Capítulo 08

Tardaron bastante más de lo que Sean había pronosticado en alcanzar su meta. La tarde estaba tan avanzada que Dulac empezaba ya a hacerse a la idea de que iban a pasar otra noche a la intemperie, en medio de la nieve y el hielo y sin más cobijo que una techumbre de hojas. Tal vez, meditó, sería lo más acertado. En las últimas semanas habían evitado lo más posible cualquier enclave humano o la cercanía de otros viajeros, y la primera y única vez que se habían apartado de esa norma había terminado en una verdadera catástrofe. Probablemente ésa era verdaderamente la maldición que les había infligido Morgana: eran libres, sí, pero tal vez jamás podrían volver, sin ser apresados, a vivir junto a las personas, y deberían pasar el resto de sus días perseguidos y en soledad.

—Es allí —Sean tiró de las riendas de su caballo mientras levantaba la mano izquierda para señalar hacia delante.

Dulac también se detuvo y miró en la dirección indicada, pero no pudo reconocer nada más que lo que llevaba viendo durante todo el día: espesura, que el hielo y la nieve había transformado en un muro macizo de brillante y rígida frialdad, y árboles cuyas ramas se doblegaban bajo la blanca carga. Echó una mirada dubitativa a Sean, pero el irlandés se rió animoso y cabalgó algo más deprisa. Por fin, tras abrirse camino esforzadamente entre los matojos, Dulac pudo comprobar que Sean tenía razón. Ante ellos el bosque concluía en una planicie cubierta de nieve, de ligera pendiente, por la que serpenteaba un río helado y no muy ancho. En la orilla contraria, a no más de una milla de distancia, se erguía una granja enorme, rodeada por un muro de la altura de un hombre, que protegía también algunas casas más. De todas las chimeneas salía un humo gris. Mas allá de la hacienda, vislumbró una pradera cercada en la que pacían un puñado de vacas esqueléticas.

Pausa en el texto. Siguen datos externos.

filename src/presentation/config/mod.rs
mod environment;
mod settings;

pub use environment::{ENVIRONMENT_VARIABLE, Environment};
pub use settings::{
    AvatarSettings, DatabaseProviderSetting, DatabaseSettings, LlmSettings, LoggingSettings,
    OpenAiFlavor, ProcessingSettings, ServerSettings, Settings, SpeechSettings,
    StorageProviderSetting, StorageSettings, TranscriptionSettings,
};
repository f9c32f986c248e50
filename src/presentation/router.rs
use axum::Router;
use axum::extract::DefaultBodyLimit;
use axum::middleware;
use axum::routing::{delete, get, post};
use tower_http::cors::{Any, CorsLayer};
use tower_http::trace::{DefaultMakeSpan, DefaultOnResponse, TraceLayer};
use tracing::Level;

use crate::infrastructure::observability::request_id_middleware;
use crate::presentation::handlers::{
    analyze_answer_handler, cached_clip_handler, clear_avatar_cache_handler,
    complete_interview_handler, get_interview_handler, health_handler, list_interviews_handler,
    pregenerate_avatars_handler, render_avatar_handler, retry_interview_handler,
    script_audio_handler, start_interview_handler, synthesize_handler,
};
use crate::presentation::state::AppState;

pub fn create_router(state: AppState, max_upload_bytes: usize) -> Router {
    let cors = CorsLayer::new()
        .allow_origin(Any)
        .allow_methods(Any)
        .allow_headers(Any);

    let trace_layer = TraceLayer::new_for_http()
        .make_span_with(DefaultMakeSpan::new().level(Level::INFO))
        .on_response(DefaultOnResponse::new().level(Level::INFO));

    let interview = Router::new()
        .route("/start", post(start_interview_handler))
        .route("/analyze", post(analyze_answer_handler))
        .route("/audio/{key}", get(script_audio_handler))
        .route("/synthesize", post(synthesize_handler))
        .route("/{session_id}/complete", post(complete_interview_handler));

    let recruiter = Router::new()
        .route("/interviews", get(list_interviews_handler))
        .route("/interviews/{session_id}", get(get_interview_handler))
        .route("/interviews/{session_id}/retry", post(retry_interview_handler));

    let avatar = Router::new()
        .route("/render", post(render_avatar_handler))
        .route("/pregenerate", post(pregenerate_avatars_handler))
        .route("/cache", delete(clear_avatar_cache_handler))
        .route("/cache/{key}", get(cached_clip_handler));

    Router::new()
        .route("/health", get(health_handler))
        .nest("/api/interview", interview)
        .nest("/api/recruiter", recruiter)
        .nest("/api/avatar", avatar)
        .layer(DefaultBodyLimit::max(max_upload_bytes))
        .layer(middleware::from_fn(request_id_middleware))
        .layer(trace_layer)
        .layer(cors)
        .with_state(state)
}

Aunque por el tamaño como por el tipo de construcción, la finca se diferenciaba por completo de la posada en la que se habían encontrado con Sean y sus hermanos, la imagen le recordó a Dulac tanto aquella horrible escena que pegó un bote, sobresaltado, e hizo un movimiento instintivo que parecía querer indicarle al unicornio que diera marcha atrás para internarse en el bosque de nuevo.

—No temas —dijo Sean de inmediato—. Los de allí abajo son amigos.

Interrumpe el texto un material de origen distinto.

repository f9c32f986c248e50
pub mod config;
pub mod handlers;
pub mod router;
pub mod state;

pub use config::{Environment, Settings};
pub use router::create_router;
pub use state::AppState;
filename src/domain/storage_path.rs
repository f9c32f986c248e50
use std::fmt;

use super::{CacheKey, SessionId};

const RECORDING_FILENAME: &str = "full_interview.webm";
const AVATAR_AUDIO_PREFIX: &str = "avatar_audio";

#[derive(Debug, Clone, PartialEq, Eq)]
pub struct StoragePath(String);

impl StoragePath {
    /// Location of a session's full-length recording.
    pub fn recording(session_id: &SessionId) -> Self {
        Self(format!("{}/{}", session_id.as_str(), RECORDING_FILENAME))
    }

    /// Location of synthesized speech handed to the render service.
    pub fn avatar_audio(cache_key: Option<&CacheKey>) -> Self {
        let label = cache_key.map(CacheKey::as_str).unwrap_or("temp");
        Self(format!("{}/avatar_{}.mp3", AVATAR_AUDIO_PREFIX, label))
    }

    pub fn from_raw(path: impl Into<String>) -> Self {
        Self(path.into())
    }

    pub fn as_str(&self) -> &str {
        &self.0
    }
}

impl fmt::Display for StoragePath {
    fn fmt(&self, f: &mut fmt::Formatter<'_>) -> fmt::Result {
        f.write_str(&self.0)
    }
}
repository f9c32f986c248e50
pub mod application;
pub mod domain;
pub mod infrastructure;
pub mod presentation;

Dulac no dudaba de que esa propiedad perteneciera a unos amigos del irlandés, pero ésa no era prueba suficiente de que en ese momento concreto estuviera habitada por sus legítimos moradores. Y sin perjuicio de lo que acababa de decir, también Sean parecía tener similares pensamientos, pues contempló pensativo aquella imagen, en principio tan pacífica, y después dio la vuelta a su caballo y cabalgó un trecho hasta el abrigo del bosque.

—Primero iremos Patrick y yo solos —informó—. Los demás aguardaréis aquí. No os dejéis ver. Cuando comprobemos que todo está en orden, vendré a buscaros.

Con la excepción de Sean y del menor de sus hermanos, los demás se apearon de las sillas. El tío de Sean se dejó caer inmediatamente al suelo, junto a un árbol, apoyó la nuca contra el tronco y cerró los ojos, por lo visto, para dormirse en ese mismo momento. Y los otros dos hermanos se pusieron también lo más cómodos que permitía aquel bosque helado, conquistado desde tiempo atrás por la nieve y el hielo. Dulac también desmontó, pero permaneció indeciso junto al unicornio, la mano izquierda aún en las riendas. El animal estaba intranquilo, golpeaba la nieve con los cascos delanteros y giraba la cabeza una y otra vez a izquierda y derecha, como si presintiera un peligro. Tal vez fuera sólo cansancio.

Como ocurría con todos. Tras pasar dos días y dos noches consumido por la fiebre, a Dulac no le sorprendía el hecho de que todo su cuerpo temblara de debilidad y tuviera la sensación de que las piernas no iban a sujetarlo mucho más. Pero tampoco a los irlandeses parecía irles mejor. Tenían los rostros macilentos a causa de la fatiga y sus movimientos eran torpes y nerviosos. Desconocía cuánto tiempo llevaban esos hombres en camino, pero debía de ser mucho. Y Dulac se preguntó de pronto dónde se habrían encontrado con el extraño que les había hecho seguir su pista.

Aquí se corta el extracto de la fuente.